R
RunPod2mo ago
fireice

Why no gpu in canada data center today?

My network volume is in ca-mtl-1, there is no any gpu now.
No description
Solution:
Hey y'all, we disable the creation of new pods four days before a maintenance to stop further issues (this was not something I was personally aware of until now otherwise it would have been posted in #🚨|incidents).
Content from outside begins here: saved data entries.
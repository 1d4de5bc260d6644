// SPDX-License-Identifier: AGPL-3.0-or-later
// Copyright (C) 2012-2025 Andrei Maltsev

use bytes::{Buf, BytesMut};

use crate::{error::DecodeError, wire::pdu::Pdu};

/// Outcome of [`ReadBuffer::try_take_pdu`].
#[derive(Debug)]
pub enum TakeResult {
    /// Fewer bytes are buffered than the next PDU needs.
    NotYet,
    /// A complete, validated PDU was extracted and the consumed bytes were
    /// dropped from the front of the buffer.
    Pdu(Pdu),
    /// The buffered bytes could never form a legal PDU.
    Error(DecodeError),
}

/// Per-connection inbound scratch buffer (`struct ibuf_read` in the
/// original). Bytes read off the socket accumulate here; `try_take_pdu`
/// extracts one complete PDU at a time and compacts the remainder to the
/// front, mirroring `session_get_pdu`'s `memmove`.
pub struct ReadBuffer {
    buf: BytesMut,
    capacity: usize,
}

impl ReadBuffer {
    pub fn new(capacity: usize) -> Self {
        ReadBuffer {
            buf: BytesMut::with_capacity(capacity),
            capacity,
        }
    }

    /// Spare room available for the next `read(2)` call.
    pub fn spare_capacity(&self) -> usize {
        self.capacity.saturating_sub(self.buf.len())
    }

    /// Appends freshly-read bytes. Callers must not exceed
    /// [`ReadBuffer::spare_capacity`].
    pub fn extend(&mut self, data: &[u8]) {
        debug_assert!(data.len() <= self.spare_capacity());
        self.buf.extend_from_slice(data);
    }

    pub fn len(&self) -> usize {
        self.buf.len()
    }

    pub fn is_empty(&self) -> bool {
        self.buf.is_empty()
    }

    /// Tries to extract one complete PDU from the front of the buffer.
    pub fn try_take_pdu(&mut self, max_pdu_len: u16) -> TakeResult {
        let size = match Pdu::probe_size(&self.buf, max_pdu_len) {
            Ok(Some(size)) => size,
            Ok(None) => return TakeResult::NotYet,
            Err(e) => return TakeResult::Error(e),
        };

        let pdu = match Pdu::decode(&self.buf[..size]) {
            Ok(pdu) => pdu,
            Err(e) => return TakeResult::Error(e),
        };
        self.buf.advance(size);
        TakeResult::Pdu(pdu)
    }
}

#[cfg(test)]
mod tests {
    use super::*;
    use crate::wire::{header::MsgHeader, message::MessageType, pdu::Message};

    fn one_pdu() -> BytesMut {
        let mut pdu = Pdu::new([10, 0, 0, 1], 0);
        pdu.messages.push(Message {
            header: MsgHeader::new(MessageType::Keepalive.code(), 1),
            body: bytes::Bytes::new(),
        });
        pdu.encode()
    }

    #[test]
    fn returns_not_yet_on_partial_pdu() {
        let mut rb = ReadBuffer::new(4096);
        let pdu = one_pdu();
        rb.extend(&pdu[..pdu.len() - 1]);
        assert!(matches!(rb.try_take_pdu(4096), TakeResult::NotYet));
    }

    #[test]
    fn extracts_pdu_and_compacts_remainder() {
        let mut rb = ReadBuffer::new(4096);
        let first = one_pdu();
        let second = one_pdu();
        rb.extend(&first);
        rb.extend(&second);

        match rb.try_take_pdu(4096) {
            TakeResult::Pdu(pdu) => assert_eq!(pdu.messages.len(), 1),
            other => panic!("expected Pdu, got {other:?}"),
        }
        assert_eq!(rb.len(), second.len());

        match rb.try_take_pdu(4096) {
            TakeResult::Pdu(pdu) => assert_eq!(pdu.messages.len(), 1),
            other => panic!("expected Pdu, got {other:?}"),
        }
        assert!(rb.is_empty());
    }

    #[test]
    fn reports_decode_errors() {
        let mut rb = ReadBuffer::new(4096);
        let mut pdu = one_pdu();
        pdu[0] = 0xff;
        rb.extend(&pdu);
        assert!(matches!(rb.try_take_pdu(4096), TakeResult::Error(_)));
    }
}
// SPDX-License-Identifier: AGPL-3.0-or-later
// Copyright (C) 2012-2025 Andrei Maltsev

//! Per-PDU dispatch: version/length/identity checks, the state-gated
//! message legality table, per-type counters, and the shutdown path.
//! Mirrors `session_read`'s main loop and `session_shutdown`.

use std::{collections::HashMap, net::Ipv4Addr};

use tracing::debug;

use crate::{
    error::ShutdownStatus,
    handlers::{HandlerOutcome, MessageHandlers},
    neighbor::{NbrEvent, NbrState, NeighborId, NeighborTable, message_legal_in_state},
    session::connection::TcpConnection,
    wire::{message::MessageType, pdu::Pdu},
};

/// Per-neighbor message counters (`nbr->stats` in the original), keyed by
/// the raw wire type code so `Unknown` types are counted individually too.
#[derive(Default, Debug)]
pub struct MsgCounters {
    per_type: HashMap<u16, u64>,
    pub unknown_msg: u64,
}

impl MsgCounters {
    pub fn record(&mut self, msg_type: MessageType) {
        *self.per_type.entry(msg_type.code()).or_insert(0) += 1;
    }

    pub fn count_for(&self, msg_type: MessageType) -> u64 {
        self.per_type.get(&msg_type.code()).copied().unwrap_or(0)
    }
}

/// What the caller should do after [`dispatch_pdu`] returns.
#[derive(Debug, PartialEq, Eq)]
pub enum DispatchOutcome {
    /// All messages in the PDU were legal and handled (or ignored as
    /// forgivable-unknown); keep reading.
    Continue,
    /// A fatal condition was hit; the session must be shut down with the
    /// given status. No further message in this (or any later) PDU is
    /// dispatched once this is returned.
    Shutdown(ShutdownStatus),
}

/// Validates and dispatches every message in one PDU for a single
/// neighbor. Stops at the first fatal condition, matching the original's
/// "free(buf); return" early exits — everything already handled before
/// the fault stays handled, nothing after it runs.
#[allow(clippy::too_many_arguments)]
pub fn dispatch_pdu<T: NeighborTable, H: MessageHandlers>(
    pdu: &Pdu,
    nbr: NeighborId,
    expected_lsr_id: Ipv4Addr,
    max_pdu_len: u16,
    neighbors: &T,
    handlers: &mut H,
    counters: &mut MsgCounters,
    conn: &mut TcpConnection,
) -> DispatchOutcome {
    let pdu_len = pdu.header.length.get();
    if !(crate::wire::header::HDR_MIN_LEN + crate::wire::header::MSG_HDR_SIZE..=max_pdu_len)
        .contains(&pdu_len)
    {
        return DispatchOutcome::Shutdown(ShutdownStatus::BadPduLen);
    }
    if pdu.header.lsr_id_addr() != expected_lsr_id || pdu.header.label_space.get() != 0 {
        return DispatchOutcome::Shutdown(ShutdownStatus::BadLdpId);
    }

    let state = match neighbors.state(nbr) {
        Some(s) => s,
        None => return DispatchOutcome::Shutdown(ShutdownStatus::InternalError),
    };

    if neighbors.fsm(nbr, NbrEvent::PduRcvd).is_err() {
        return DispatchOutcome::Shutdown(ShutdownStatus::InternalError);
    }

    for msg in &pdu.messages {
        let msg_type = msg.msg_type();

        if !message_legal_in_state(state, msg_type) {
            return DispatchOutcome::Shutdown(ShutdownStatus::Shutdown);
        }

        if let MessageType::Unknown(code) = msg_type {
            counters.unknown_msg += 1;
            if !msg.header.u_bit() {
                debug!(msg_type = code, "unknown ldp message, sending notification");
                conn.send_notification(ShutdownStatus::UnknownMsg, msg.header.msg_id.get(), code);
            }
            continue;
        }

        let outcome = match msg_type {
            MessageType::Notification => handlers.recv_notification(nbr, &msg.header, &msg.body),
            MessageType::Initialization => handlers.recv_init(nbr, &msg.header, &msg.body),
            MessageType::Keepalive => handlers.recv_keepalive(nbr, &msg.header, &msg.body),
            MessageType::Capability => handlers.recv_capability(nbr, &msg.header, &msg.body),
            MessageType::Address | MessageType::AddressWithdraw => {
                handlers.recv_address(nbr, &msg.header, &msg.body)
            },
            MessageType::LabelMapping
            | MessageType::LabelRequest
            | MessageType::LabelWithdraw
            | MessageType::LabelRelease
            | MessageType::LabelAbortRequest => {
                handlers.recv_labelmessage(nbr, &msg.header, &msg.body)
            },
            MessageType::Hello => handlers.recv_hello(nbr, &msg.header, &msg.body),
            MessageType::Unknown(_) => unreachable!("handled above"),
        };

        if outcome == HandlerOutcome::Abort {
            return DispatchOutcome::Shutdown(ShutdownStatus::InternalError);
        }
        counters.record(msg_type);
    }

    DispatchOutcome::Continue
}

/// Tears a session down per `session_shutdown`'s state-dependent switch:
/// `PRESENT` has no session to close and sends nothing; `INITIAL`/
/// `OPENREC`/`OPENSENT` send a notification, bump `session_attempts`, and
/// close; `OPERATIONAL` sends a notification and closes without bumping
/// the attempts counter (the session did establish).
#[allow(clippy::too_many_arguments)]
pub fn shutdown_for_state<T: NeighborTable>(
    neighbors: &T,
    nbr: NeighborId,
    state: NbrState,
    status: ShutdownStatus,
    msg_id: u32,
    msg_type: u16,
    conn: &mut TcpConnection,
    session_attempts: &mut u32,
) -> anyhow::Result<()> {
    match state {
        NbrState::Present => Ok(()),
        NbrState::Initial | NbrState::OpenRec | NbrState::OpenSent => {
            conn.send_notification(status, msg_id, msg_type);
            *session_attempts = session_attempts.wrapping_add(1);
            neighbors.fsm(nbr, NbrEvent::CloseSession)
        },
        NbrState::Operational => {
            conn.send_notification(status, msg_id, msg_type);
            neighbors.fsm(nbr, NbrEvent::CloseSession)
        },
    }
}
// SPDX-License-Identifier: AGPL-3.0-or-later
// Copyright (C) 2012-2025 Andrei Maltsev

//! The neighbor finite-state machine is owned by the wider routing suite
//! (out of scope here); this module only defines the shape the session
//! core needs to gate incoming messages and to drive shutdown, matching
//! `nbr_fsm`/`NBR_STA_*`/`NBR_EVT_*` in the original.

use std::net::IpAddr;

use crate::wire::message::MessageType;

/// Neighbor states relevant to session-message gating (RFC 5036 §2.5.5).
#[derive(Debug, Clone, Copy, PartialEq, Eq, Hash)]
pub enum NbrState {
    /// No Hello has been exchanged yet; a pending TCP connection may exist.
    Present,
    /// TCP connected, waiting for/validating the peer's Initialization.
    Initial,
    /// Local Initialization sent, waiting for the peer's.
    OpenSent,
    /// Both Initializations exchanged, waiting for the first Keepalive.
    OpenRec,
    /// Session established; all message types are legal.
    Operational,
}

/// Events fed into the neighbor FSM by the session core. The FSM body
/// itself lives outside this crate; only the event vocabulary is needed
/// here (spec.md §2/§6: `MATCH_ADJ`, `PDU_RCVD`, `CLOSE_SESSION`).
#[derive(Debug, Clone, Copy, PartialEq, Eq)]
pub enum NbrEvent {
    /// A pending connection was promoted to an attached session
    /// (`NBR_EVT_MATCH_ADJ` in the original).
    MatchAdj,
    PduRcvd,
    CloseSession,
}

/// Whether a message type is legal to receive in a given neighbor state.
/// Reproduces the gate in the original's `session_read`, evaluated before
/// any message is dispatched to its handler.
pub fn message_legal_in_state(state: NbrState, msg_type: MessageType) -> bool {
    match msg_type {
        MessageType::Notification => true,
        MessageType::Initialization => {
            matches!(state, NbrState::Initial | NbrState::OpenSent)
        },
        MessageType::Keepalive => {
            !matches!(state, NbrState::Initial | NbrState::OpenSent)
        },
        _ => matches!(state, NbrState::Operational),
    }
}

/// Opaque handle identifying a neighbor inside the owning [`NeighborTable`].
/// The session core only ever stores/compares this id; it never reaches
/// into neighbor internals directly.
#[derive(Debug, Clone, Copy, PartialEq, Eq, Hash)]
pub struct NeighborId(pub u32);

/// The external seam onto the routing suite's neighbor table and FSM.
/// Everything the session core needs from "the rest of LDP" is expressed
/// through this trait so it can be built, tested, and reasoned about in
/// isolation (spec.md §6).
pub trait NeighborTable {
    /// Looks up (or, on first Hello, creates) the neighbor reachable at
    /// `addr`, analogous to `nbr_find_addr`.
    fn find_by_addr(&self, addr: IpAddr) -> Option<NeighborId>;

    fn state(&self, id: NeighborId) -> Option<NbrState>;

    /// Whether this end is "active" (initiates the TCP connect) for the
    /// given neighbor, per the tie-breaking rule on LSR-ID comparison
    /// (`nbr_session_active_role`).
    fn session_active_role(&self, id: NeighborId) -> bool;

    /// Feeds an event into the neighbor FSM; errors propagate as
    /// `anyhow::Error` since FSM transition failures are a programming
    /// error in the owning suite, not a wire-level concern here.
    fn fsm(&self, id: NeighborId, event: NbrEvent) -> anyhow::Result<()>;

    /// GTSM (generalized TTL security mechanism) policy hook; `Ok(true)`
    /// accepts the connection. Left to the routing suite to implement.
    fn gtsm_check(&self, id: NeighborId, ttl: u8) -> bool {
        let _ = (id, ttl);
        true
    }
}

/// A [`NeighborTable`] that knows no neighbors. Used by the binary as a
/// placeholder until the wider routing suite wires in the real neighbor
/// table and FSM; every accepted connection is parked pending a Hello.
#[derive(Default)]
pub struct NullNeighborTable;

impl NeighborTable for NullNeighborTable {
    fn find_by_addr(&self, _addr: IpAddr) -> Option<NeighborId> {
        None
    }

    fn state(&self, _id: NeighborId) -> Option<NbrState> {
        None
    }

    fn session_active_role(&self, _id: NeighborId) -> bool {
        false
    }

    fn fsm(&self, _id: NeighborId, _event: NbrEvent) -> anyhow::Result<()> {
        Ok(())
    }
}

#[cfg(test)]
pub mod test_double {
    use std::{collections::HashMap, net::IpAddr, sync::Mutex};

    use super::{NbrEvent, NbrState, NeighborId, NeighborTable};

    /// A minimal in-memory [`NeighborTable`] used only by this crate's own
    /// tests to exercise the session core without the rest of the routing
    /// suite.
    #[derive(Default)]
    pub struct MockNeighborTable {
        by_addr: Mutex<HashMap<IpAddr, NeighborId>>,
        states: Mutex<HashMap<NeighborId, NbrState>>,
        events: Mutex<Vec<(NeighborId, NbrEvent)>>,
        gtsm_failures: Mutex<std::collections::HashSet<NeighborId>>,
    }

    impl MockNeighborTable {
        pub fn insert(&self, addr: IpAddr, id: NeighborId, state: NbrState) {
            self.by_addr.lock().expect("lock").insert(addr, id);
            self.states.lock().expect("lock").insert(id, state);
        }

        pub fn set_state(&self, id: NeighborId, state: NbrState) {
            self.states.lock().expect("lock").insert(id, state);
        }

        pub fn events(&self) -> Vec<(NeighborId, NbrEvent)> {
            self.events.lock().expect("lock").clone()
        }

        /// Makes [`NeighborTable::gtsm_check`] return `false` for `id`.
        pub fn fail_gtsm(&self, id: NeighborId) {
            self.gtsm_failures.lock().expect("lock").insert(id);
        }
    }

    impl NeighborTable for MockNeighborTable {
        fn find_by_addr(&self, addr: IpAddr) -> Option<NeighborId> {
            self.by_addr.lock().expect("lock").get(&addr).copied()
        }

        fn state(&self, id: NeighborId) -> Option<NbrState> {
            self.states.lock().expect("lock").get(&id).copied()
        }

        fn session_active_role(&self, id: NeighborId) -> bool {
            id.0.is_multiple_of(2)
        }

        fn fsm(&self, id: NeighborId, event: NbrEvent) -> anyhow::Result<()> {
            self.events.lock().expect("lock").push((id, event));
            Ok(())
        }

        fn gtsm_check(&self, id: NeighborId, _ttl: u8) -> bool {
            !self.gtsm_failures.lock().expect("lock").contains(&id)
        }
    }
}

#[cfg(test)]
mod tests {
    use super::*;

    #[test]
    fn init_only_legal_before_openrec() {
        assert!(message_legal_in_state(NbrState::Initial, MessageType::Initialization));
        assert!(message_legal_in_state(NbrState::OpenSent, MessageType::Initialization));
        assert!(!message_legal_in_state(NbrState::OpenRec, MessageType::Initialization));
        assert!(!message_legal_in_state(NbrState::Operational, MessageType::Initialization));
    }

    #[test]
    fn keepalive_illegal_before_open_exchange_completes() {
        assert!(!message_legal_in_state(NbrState::Initial, MessageType::Keepalive));
        assert!(!message_legal_in_state(NbrState::OpenSent, MessageType::Keepalive));
        assert!(message_legal_in_state(NbrState::OpenRec, MessageType::Keepalive));
        assert!(message_legal_in_state(NbrState::Operational, MessageType::Keepalive));
    }

    #[test]
    fn notification_always_legal() {
        for state in [
            NbrState::Present,
            NbrState::Initial,
            NbrState::OpenSent,
            NbrState::OpenRec,
            NbrState::Operational,
        ] {
            assert!(message_legal_in_state(state, MessageType::Notification));
        }
    }

    #[test]
    fn other_messages_require_operational() {
        assert!(!message_legal_in_state(NbrState::OpenRec, MessageType::LabelMapping));
        assert!(message_legal_in_state(NbrState::Operational, MessageType::LabelMapping));
    }
}
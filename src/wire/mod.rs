//! Wire codec: PDU/message framing per RFC 5036 §3.5 and RFC 7552.

// SPDX-License-Identifier: AGPL-3.0-or-later
// Copyright (C) 2012-2025 Andrei Maltsev

pub mod header;
pub mod message;
pub mod pdu;

pub use header::{MsgHeader, PduHeader, HDR_SIZE, MAX_PDU_LEN, MSG_HDR_SIZE};
pub use message::MessageType;
pub use pdu::{Message, Pdu};
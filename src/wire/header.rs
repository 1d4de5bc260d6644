// SPDX-License-Identifier: AGPL-3.0-or-later
// Copyright (C) 2012-2025 Andrei Maltsev

use zerocopy::{BigEndian, FromBytes, Immutable, IntoBytes, KnownLayout, U16, U32};

/// LDP protocol version this implementation speaks (RFC 5036 §3.5.3).
pub const LDP_VERSION: u16 = 1;

/// Size in bytes of the PDU header, dead-prefix included.
pub const HDR_SIZE: u16 = 10;
/// Minimum legal value of the PDU header's `length` field: LDP Identifier
/// (6 bytes) + label space, i.e. everything after the length field itself
/// when no message follows.
pub const HDR_MIN_LEN: u16 = 6;
/// Bytes that precede the length field and are therefore never counted by
/// it: `version` + `length` themselves.
pub const HDR_DEAD_LEN: u16 = 4;
/// Default/initial maximum PDU size before Init negotiation raises it
/// (RFC 5036 §3.5.3).
pub const MAX_PDU_LEN: u16 = 4096;

/// Size in bytes of a message header, dead-prefix included.
pub const MSG_HDR_SIZE: u16 = 8;
/// Bytes that precede a message's length field: `type` + `length`.
pub const MSG_HDR_DEAD_LEN: u16 = 4;

/// The fixed-layout PDU header (RFC 5036 §3.5.3):
///
/// ```text
///  0                   1                   2                   3
///  0 1 2 3 4 5 6 7 8 9 0 1 2 3 4 5 6 7 8 9 0 1 2 3 4 5 6 7 8 9 0 1
/// +-+-+-+-+-+-+-+-+-+-+-+-+-+-+-+-+-+-+-+-+-+-+-+-+-+-+-+-+-+-+-+-+
/// |  Version                      |         PDU Length            |
/// +-+-+-+-+-+-+-+-+-+-+-+-+-+-+-+-+-+-+-+-+-+-+-+-+-+-+-+-+-+-+-+-+
/// |                         LSR Id                                |
/// +-+-+-+-+-+-+-+-+-+-+-+-+-+-+-+-+-+-+-+-+-+-+-+-+-+-+-+-+-+-+-+-+
/// |            Label Space                                        |
/// +-+-+-+-+-+-+-+-+-+-+-+-+-+-+-+-+-+-+-+-+-+-+-+-+-+-+-+-+-+-+-+-+
/// ```
#[repr(C)]
#[derive(Debug, Default, Clone, Copy, PartialEq, Eq, FromBytes, IntoBytes, KnownLayout, Immutable)]
pub struct PduHeader {
    pub version: U16<BigEndian>,
    pub length: U16<BigEndian>,
    pub lsr_id: [u8; 4],
    pub label_space: U16<BigEndian>,
}

impl PduHeader {
    pub fn new(lsr_id: [u8; 4], label_space: u16) -> Self {
        PduHeader {
            version: U16::new(LDP_VERSION),
            length: U16::new(0),
            lsr_id,
            label_space: U16::new(label_space),
        }
    }

    pub fn set_length(&mut self, length: u16) {
        self.length.set(length);
    }

    pub fn lsr_id_addr(&self) -> std::net::Ipv4Addr {
        std::net::Ipv4Addr::from(self.lsr_id)
    }
}

/// The fixed-layout message header (RFC 5036 §3.5.4). The high bit of
/// `msg_type` is the unknown-message-type-forgiveness (U) bit, not part of
/// the type code itself.
#[repr(C)]
#[derive(Debug, Default, Clone, Copy, PartialEq, Eq, FromBytes, IntoBytes, KnownLayout, Immutable)]
pub struct MsgHeader {
    pub msg_type: U16<BigEndian>,
    pub msg_length: U16<BigEndian>,
    pub msg_id: U32<BigEndian>,
}

impl MsgHeader {
    /// Bit 15 of the message type field.
    pub const U_BIT: u16 = 0x8000;

    pub fn new(msg_type: u16, msg_id: u32) -> Self {
        MsgHeader {
            msg_type: U16::new(msg_type),
            msg_length: U16::new(0),
            msg_id: U32::new(msg_id),
        }
    }

    pub fn set_length(&mut self, length: u16) {
        self.msg_length.set(length);
    }

    pub fn type_code(&self) -> u16 {
        self.msg_type.get() & !Self::U_BIT
    }

    pub fn u_bit(&self) -> bool {
        self.msg_type.get() & Self::U_BIT != 0
    }
}

#[cfg(test)]
mod tests {
    use super::*;

    #[test]
    fn pdu_header_round_trips_through_bytes() {
        let mut hdr = PduHeader::new([10, 0, 0, 1], 0);
        hdr.set_length(42);
        let bytes = zerocopy::IntoBytes::as_bytes(&hdr);
        assert_eq!(bytes.len(), HDR_SIZE as usize);
        let back = PduHeader::read_from_bytes(bytes).expect("valid layout");
        assert_eq!(back.length.get(), 42);
        assert_eq!(back.lsr_id_addr(), std::net::Ipv4Addr::new(10, 0, 0, 1));
    }

    #[test]
    fn message_header_splits_type_and_u_bit() {
        let hdr = MsgHeader {
            msg_type: U16::new(0x0100 | MsgHeader::U_BIT),
            msg_length: U16::new(4),
            msg_id: U32::new(7),
        };
        assert!(hdr.u_bit());
        assert_eq!(hdr.type_code(), 0x0100);
    }
}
However, I talked with the team and you should be able to create new pods again, let me know if you're running into any issues.
Jump to solution
20 Replies
digigoblin
digigoblin2mo ago
Read #🚨|incidents , its scheduled for maintenance thats why
moez4921
moez49212mo ago
@haris @Finley it's been more than 4 hours since the outage started. aren't you going to declare an incident and give some updates? looking at the green status on https://uptime.runpod.io, I suspect that your monitoring has not caught this issue.
nerdylive
nerdylive2mo ago
@Madiator2011 (Work) any idea about this?
digigoblin
digigoblin2mo ago
@nerdylive Its because RunPod disables the DC before maintenance is about to begin, probably because people don't read and then they log unneccessary support tickets.
nerdylive
nerdylive2mo ago
Oh long before read where?
digigoblin
digigoblin2mo ago
I already mentioned this elsewhere, but @fireice being an idiot and giving me a thumbs down already proves my point.
nerdylive
nerdylive2mo ago
Oof wheres that info from btw
digigoblin
digigoblin2mo ago
I know this from previous experience, Zeen or someone like that mentioned it.
nerdylive
nerdylive2mo ago
Ooh like days before?
digigoblin
digigoblin2mo ago
Yes
nerdylive
nerdylive2mo ago
ic ic yeah thats probably it
digigoblin
digigoblin2mo ago
No point in allowing someone to create a pod and have training that runs for days and gets interrupted
nerdylive
nerdylive2mo ago
yeah correct hahah, but it should be on #🚨|incidents too next time when its gonna be disabled
digigoblin
digigoblin2mo ago
Yeah agreed, RunPod communication is ALWAYS appalling, its about 1% better but still has a LONG way to go
moez4921
moez49212mo ago
just got an email response from them confirming what @digigoblin says. they are disabling new machine creations. the morale, as there is no way to clone network volumes (correct me if I'm wrong), you better continuously make backups using https://syncthing.net/ or something like that.
digigoblin
digigoblin2mo ago
Yep, I guess this is the point of the lack of communication, people need to know when a DC is going to be taken offline for maintenace a few days in advance so that they can start migrating their data to a different DC. When #🚨|incidents says its only going to be offline for maintenance on Monday, but no new pods can be created 4 days ahead of time, then its a problem because people can't access their data to make alternate arragments. @haris
Madiator2011 (Work)
I mean you should always do backup when you upload data as cloud is basically someone else computer
Solution
haris
haris2mo ago
Hey y'all, we disable the creation of new pods four days before a maintenance to stop further issues (this was not something I was personally aware of until now otherwise it would have been posted in #🚨|incidents). However, I talked with the team and you should be able to create new pods again, let me know if you're running into any issues.
nerdylive
nerdylive2mo ago
But the maintanance will be executed in the same schedule?
haris
haris2mo ago
Yep, as far as I know but I will double check